We can see that although limitations were placed on Black women during the first part of the twentieth century, Dorthea and Portia were able to carve out lives generated by the confidence that they could accomplish their goals. Obstacles became opportunities for success in setting goals and achieving them in a manner that suited them. They demanded that situations respond to them rather than their fitting into predetermined parameters that confined Black women in this era.
The marginality born of oppression, however, comes with a cost. For Portia, depression, smoking, and drinking were obstacles she had to overcome. Her smoking and drinking have been reduced over the years and her energy prevented her from succumbing to depression. Portia recognized the genetic link of depression but stated, “… I could be [depressed] but I don't allow myself to be… I'm not going to do it.” For Dorthea the homegrown obstacle was her temper. She learned to control it but also recognized that a certain degree of vigilance and attitude is necessary for survival. What was once anger has transformed into a comfort with confrontation.

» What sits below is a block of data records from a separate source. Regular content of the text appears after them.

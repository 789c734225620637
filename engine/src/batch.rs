use std::{
    fmt,
    path::{Path, PathBuf},
};

use log::{error, info};

use crate::{
    image_model::{GenerateError, ImageModel, PayloadSource},
    prompt_table::{Entry, PromptTable},
};

pub struct EntryOutcome {
    pub filename: String,
    pub result: Result<PathBuf, GenerateError>,
}

pub struct BatchReport {
    pub outcomes: Vec<EntryOutcome>,
}

impl BatchReport {
    pub fn succeeded(&self) -> impl Iterator<Item = &EntryOutcome> {
        self.outcomes.iter().filter(|o| o.result.is_ok())
    }

    pub fn failed(&self) -> impl Iterator<Item = &EntryOutcome> {
        self.outcomes.iter().filter(|o| o.result.is_err())
    }

    pub fn all_succeeded(&self) -> bool {
        self.failed().next().is_none()
    }
}

impl fmt::Display for BatchReport {
    fn fmt(&self, f: &mut fmt::Formatter<'_>) -> fmt::Result {
        for outcome in &self.outcomes {
            match &outcome.result {
                Ok(_) => writeln!(f, "  ✓ {}", outcome.filename)?,
                Err(err) => writeln!(f, "  ✗ {}: {err}", outcome.filename)?,
            }
        }
        write!(
            f,
            "{} succeeded, {} failed",
            self.succeeded().count(),
            self.failed().count()
        )
    }
}

/// Generates the image for one entry and writes it to `out_dir/filename`,
/// replacing whatever was there.
pub async fn generate(
    model: &(dyn ImageModel + Sync),
    entry: &Entry,
    out_dir: &Path,
) -> Result<PathBuf, GenerateError> {
    let image = model.get_image(&entry.prompt).await?;
    match &image.source {
        PayloadSource::Url(url) => info!("  fetched {} bytes from {url}", image.data.len()),
        PayloadSource::Inline => info!("  decoded {} inline bytes", image.data.len()),
    }

    let path = out_dir.join(&entry.filename);
    tokio::fs::write(&path, &image.data)
        .await
        .map_err(|source| GenerateError::Write {
            path: path.clone(),
            source,
        })?;
    Ok(path)
}

/// Runs every entry once, in table order. A failing entry is logged and
/// recorded, the rest still run.
pub async fn run_batch(
    model: &(dyn ImageModel + Sync),
    table: &PromptTable,
    out_dir: &Path,
) -> BatchReport {
    let mut outcomes = Vec::with_capacity(table.len());

    for entry in table.iter() {
        info!("Generating {}...", entry.filename);
        let result = generate(model, entry, out_dir).await;
        match &result {
            Ok(path) => info!("  ✓ Saved {}", path.display()),
            Err(err) => error!("  ✗ Error generating {}: {err}", entry.filename),
        }
        outcomes.push(EntryOutcome {
            filename: entry.filename.clone(),
            result,
        });
    }

    BatchReport { outcomes }
}

#[cfg(test)]
mod tests {
    use std::{collections::HashMap, pin::Pin, sync::Mutex};

    use bytes::Bytes;
    use color_eyre::Result;
    use reqwest::StatusCode;

    use super::*;
    use crate::image_model::{Image, Model};

    /// Answers prompts from a fixed script and records what it was asked
    struct ScriptedModel {
        answers: HashMap<&'static str, Option<&'static [u8]>>,
        calls: Mutex<Vec<String>>,
    }

    impl ScriptedModel {
        fn new(answers: impl IntoIterator<Item = (&'static str, Option<&'static [u8]>)>) -> Self {
            Self {
                answers: answers.into_iter().collect(),
                calls: Mutex::default(),
            }
        }

        fn calls(&self) -> Vec<String> {
            self.calls.lock().unwrap().clone()
        }
    }

    impl ImageModel for ScriptedModel {
        fn get_image<'a>(
            &'a self,
            prompt: &'a str,
        ) -> Pin<Box<dyn Future<Output = Result<Image, GenerateError>> + Send + 'a>> {
            self.calls.lock().unwrap().push(prompt.to_string());
            let answer = self.answers.get(prompt).copied().flatten();
            Box::pin(async move {
                match answer {
                    Some(data) => Ok(Image {
                        data: Bytes::from_static(data),
                        source: PayloadSource::Inline,
                    }),
                    None => Err(GenerateError::Api {
                        status: StatusCode::INTERNAL_SERVER_ERROR,
                        message: format!("cannot draw {prompt}"),
                    }),
                }
            })
        }

        fn model(&self) -> Model {
            Model::default()
        }
    }

    fn table(entries: &[(&str, &str)]) -> PromptTable {
        PromptTable::new(entries.iter().map(|(f, p)| Entry::new(*f, *p)).collect()).unwrap()
    }

    #[tokio::test]
    async fn every_entry_runs_once_in_order() -> Result<()> {
        let dir = tempfile::tempdir()?;
        let model = ScriptedModel::new([
            ("first", None),
            ("second", Some(b"two".as_slice())),
            ("third", None),
            ("fourth", Some(b"four".as_slice())),
        ]);
        let table = table(&[
            ("1.png", "first"),
            ("2.png", "second"),
            ("3.png", "third"),
            ("4.png", "fourth"),
        ]);

        let report = run_batch(&model, &table, dir.path()).await;

        assert_eq!(model.calls(), ["first", "second", "third", "fourth"]);
        let order: Vec<_> = report.outcomes.iter().map(|o| o.filename.as_str()).collect();
        assert_eq!(order, ["1.png", "2.png", "3.png", "4.png"]);
        assert_eq!(report.succeeded().count(), 2);
        assert_eq!(report.failed().count(), 2);
        assert!(!report.all_succeeded());

        assert!(!dir.path().join("1.png").exists());
        assert_eq!(std::fs::read(dir.path().join("2.png"))?, b"two");
        assert!(!dir.path().join("3.png").exists());
        assert_eq!(std::fs::read(dir.path().join("4.png"))?, b"four");
        Ok(())
    }

    #[tokio::test]
    async fn write_failure_is_recorded_not_fatal() -> Result<()> {
        let dir = tempfile::tempdir()?;
        let model = ScriptedModel::new([("x", Some(b"x".as_slice())), ("y", Some(b"y".as_slice()))]);
        let table = table(&[("missing-dir/x.png", "x"), ("y.png", "y")]);

        let report = run_batch(&model, &table, dir.path()).await;

        assert!(matches!(
            report.outcomes[0].result,
            Err(GenerateError::Write { .. })
        ));
        assert_eq!(std::fs::read(dir.path().join("y.png"))?, b"y");
        Ok(())
    }

    #[tokio::test]
    async fn overwrites_existing_output() -> Result<()> {
        let dir = tempfile::tempdir()?;
        std::fs::write(dir.path().join("a.png"), b"old and much longer content")?;
        let model = ScriptedModel::new([("a", Some(b"new".as_slice()))]);

        let report = run_batch(&model, &table(&[("a.png", "a")]), dir.path()).await;

        assert!(report.all_succeeded());
        assert_eq!(std::fs::read(dir.path().join("a.png"))?, b"new");
        Ok(())
    }

    #[tokio::test]
    async fn summary_lists_every_entry() -> Result<()> {
        let dir = tempfile::tempdir()?;
        let model = ScriptedModel::new([("good", Some(b"ok".as_slice())), ("bad", None)]);
        let report = run_batch(&model, &table(&[("a.png", "bad"), ("b.png", "good")]), dir.path()).await;

        assert_eq!(
            report.to_string(),
            "  ✗ a.png: API error (500 Internal Server Error): cannot draw bad\n  ✓ b.png\n1 succeeded, 1 failed"
        );
        Ok(())
    }
}
pub mod build;
pub mod stage;

pub use build::{build_graph, Task, TaskGraph, TaskStatus};
pub use stage::{
    discover_samples, BuiltinOp, FileRole, SampleFile, StageAction, StageDescriptor, StageKind,
};
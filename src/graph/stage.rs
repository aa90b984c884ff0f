use std::path::Path;

use regex::Regex;

use crate::config::defs::{PipelineError, FASTQ1_SUFFIX, FASTQ2_SUFFIX};

#[derive(Debug, Clone, Copy, PartialEq, Eq)]
pub enum FileRole {
    RawRead1,
    RawRead2,
}

/// A raw input file tagged with its sample name. Paths are kept relative to
/// the run directory so stage patterns stay position-independent.
#[derive(Debug, Clone)]
pub struct SampleFile {
    pub path: String,
    pub sample: String,
    pub role: FileRole,
}

/// Scans the run directory for `<sample>.fastq.1.gz` files. Samples are
/// sorted by name so every downstream ordering is independent of directory
/// iteration order. In paired mode a missing read-2 mate is fatal.
pub fn discover_samples(dir: &Path, paired: bool) -> Result<Vec<SampleFile>, PipelineError> {
    let mut read1_names: Vec<String> = Vec::new();
    for entry in std::fs::read_dir(dir)? {
        let entry = entry?;
        let name = entry.file_name().to_string_lossy().into_owned();
        if name.ends_with(FASTQ1_SUFFIX) {
            read1_names.push(name);
        }
    }
    read1_names.sort();

    let mut files = Vec::new();
    for name in read1_names {
        let sample = name
            .strip_suffix(FASTQ1_SUFFIX)
            .unwrap_or(&name)
            .to_string();
        files.push(SampleFile {
            path: name.clone(),
            sample: sample.clone(),
            role: FileRole::RawRead1,
        });
        if paired {
            let mate = format!("{}{}", sample, FASTQ2_SUFFIX);
            if !dir.join(&mate).exists() {
                return Err(PipelineError::InvalidConfig(format!(
                    "no second read for {}: expected {}",
                    name, mate
                )));
            }
            files.push(SampleFile {
                path: mate,
                sample,
                role: FileRole::RawRead2,
            });
        }
    }
    Ok(files)
}

#[derive(Debug, Clone, PartialEq, Eq)]
pub enum BuiltinOp {
    MergeAbundance,
    MergeTaxonomy,
    AssignIdentifiers,
    BuildDefinitive,
}

/// What a task does when it runs: spawn an external program, or run one of
/// the in-process table operations. External argument strings may carry
/// `{input}`/`{input2}`/`{output}`/`{outdir}`/`{tmpdir}` tokens which the
/// executor substitutes per task.
#[derive(Debug, Clone)]
pub enum StageAction {
    External {
        program: String,
        args: Vec<String>,
        /// Stage gzipped inputs decompressed into the scratch directory
        /// before substitution.
        gunzip_inputs: bool,
        /// Exported to the child as JOB_MEMORY when set.
        memory: Option<String>,
    },
    Builtin(BuiltinOp),
}

/// How a stage maps upstream files to tasks.
///
/// `Transform` creates one task per candidate file matching `pattern`;
/// `outputs` and `extra_inputs` are capture-group templates (`${1}`) expanded
/// against the match. `Merge` creates a single task collecting every
/// candidate matching `collect`, in first-seen order.
#[derive(Debug)]
pub enum StageKind {
    Transform {
        pattern: Regex,
        outputs: Vec<String>,
        extra_inputs: Vec<String>,
    },
    Merge {
        collect: Regex,
        outputs: Vec<String>,
    },
}

/// One declared processing step, consumed by the graph builder. Plain data:
/// no registration framework, no import-time magic.
#[derive(Debug)]
pub struct StageDescriptor {
    pub name: String,
    pub kind: StageKind,
    pub action: StageAction,
}

#[cfg(test)]
mod tests {
    use super::*;
    use std::fs::File;

    #[test]
    fn discovery_sorts_and_names_samples() {
        let dir = tempfile::tempdir().unwrap();
        for name in ["zeta.fastq.1.gz", "alpha.fastq.1.gz", "notes.txt"] {
            File::create(dir.path().join(name)).unwrap();
        }

        let files = discover_samples(dir.path(), false).unwrap();
        let samples: Vec<&str> = files.iter().map(|f| f.sample.as_str()).collect();
        assert_eq!(samples, vec!["alpha", "zeta"]);
        assert!(files.iter().all(|f| f.role == FileRole::RawRead1));
    }

    #[test]
    fn paired_discovery_requires_mate() {
        let dir = tempfile::tempdir().unwrap();
        File::create(dir.path().join("s1.fastq.1.gz")).unwrap();

        let err = discover_samples(dir.path(), true).unwrap_err();
        assert!(matches!(err, PipelineError::InvalidConfig(_)));
        assert!(err.to_string().contains("s1.fastq.2.gz"));

        File::create(dir.path().join("s1.fastq.2.gz")).unwrap();
        let files = discover_samples(dir.path(), true).unwrap();
        assert_eq!(files.len(), 2);
        assert_eq!(files[1].role, FileRole::RawRead2);
    }
}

Converting obstacles into opportunities allowed both of these women to carve out avenues for success. Dorthea and Portia did not accept the limits created by gender, race, socioeconomic status, or sexual orientation; they recognized that they could, with the support of family and friends, achieve their goals. Nor did their marginalization create feelings of helplessness. They are not perfect women and had to face their own demons, but like many of us, transcended their grip and became successful.
Subverting social institutions and creating safe spaces.
RH: I was gonna ask you something… oh, when did you stop getting into trouble?
Portia: I don't think I ever have [laugh]…
RH: Okay, so you were kind of a…
Dorthea: Yeah, I, I, was devilish all the time you see… I will always be that way, I guess.
Throughout their interviews, both Portia and Dorthea made reference to their very nontraditional use of very traditional social institutions—marriage, school, family, and the law. In the language of today, these women developed an expertise at “queering” traditional institutions, that is, using them in subversive ways to extract their own ends. As Michelle Fine and Lois Weis (1998) learned from their study of working-class women and men in Jersey City and Buffalo, there is a skill developed within oppressive social situations by those at the social margin: the skill of assessing the potential of social institutions and extracting goods from those institutions without being contaminated by the sweep of the dominant ideology—without being co-opted. Fine and Weis heard from their participants a deep desire and yearning for safe spaces in which the toxicity of the outside world remained at the door—that is, safe spaces from which stereotypes are banned and solidarity among those at the margins is encouraged.
The interviews of Portia and Dorthea echoed both of these strategies—subverting social institutions and wiggling through to create safe spaces among peers. Portia described briefly relying upon welfare until she was able to find employment. She recalled the racist and classist stereotyping of a social worker who was a catalyst for her to apply to nursing school and seek out a career as a nurse.
Portia: I didn't graduate from high school. I was bringin' up my kids and I had no resources and I… was on welfare… I finally got a job as a nurse's aide in a hospital. [chuckle] In those days the… social workers would come to [you]… and this woman sat in my own house one day and said to me, “Well, you know, you will never be anything, you know, but a houseworker” or stuff like that. And I said to her, “Well, then I'll stay on welfare forever because I'll never be a houseworker,” because I had memories of my what my mother had to do and… she said, “Well, I don't see why that would be a problem for you because my mother and I, we have a girl [laugh] and we have lunch with her.” And I said, “Yes, and how old is that girl? Is she a girl or is she a woman?” And I could see her face getting red. Anyway, she left that day and I was determined to get a job. That was the turning point for me. I mean I can remember the day I got off of welfare. I stopped. I was going to work. I put the kids in nursery school on my way to work and I stopped at a public phone, called her, and told her “Take me off [welfare].” I'm didn't want any more checks. She said, “Well, what are gonna [do]?” And I said, “None of your business.” [laugh] And that was it! I was 21-22. Yeah. And I've never looked back.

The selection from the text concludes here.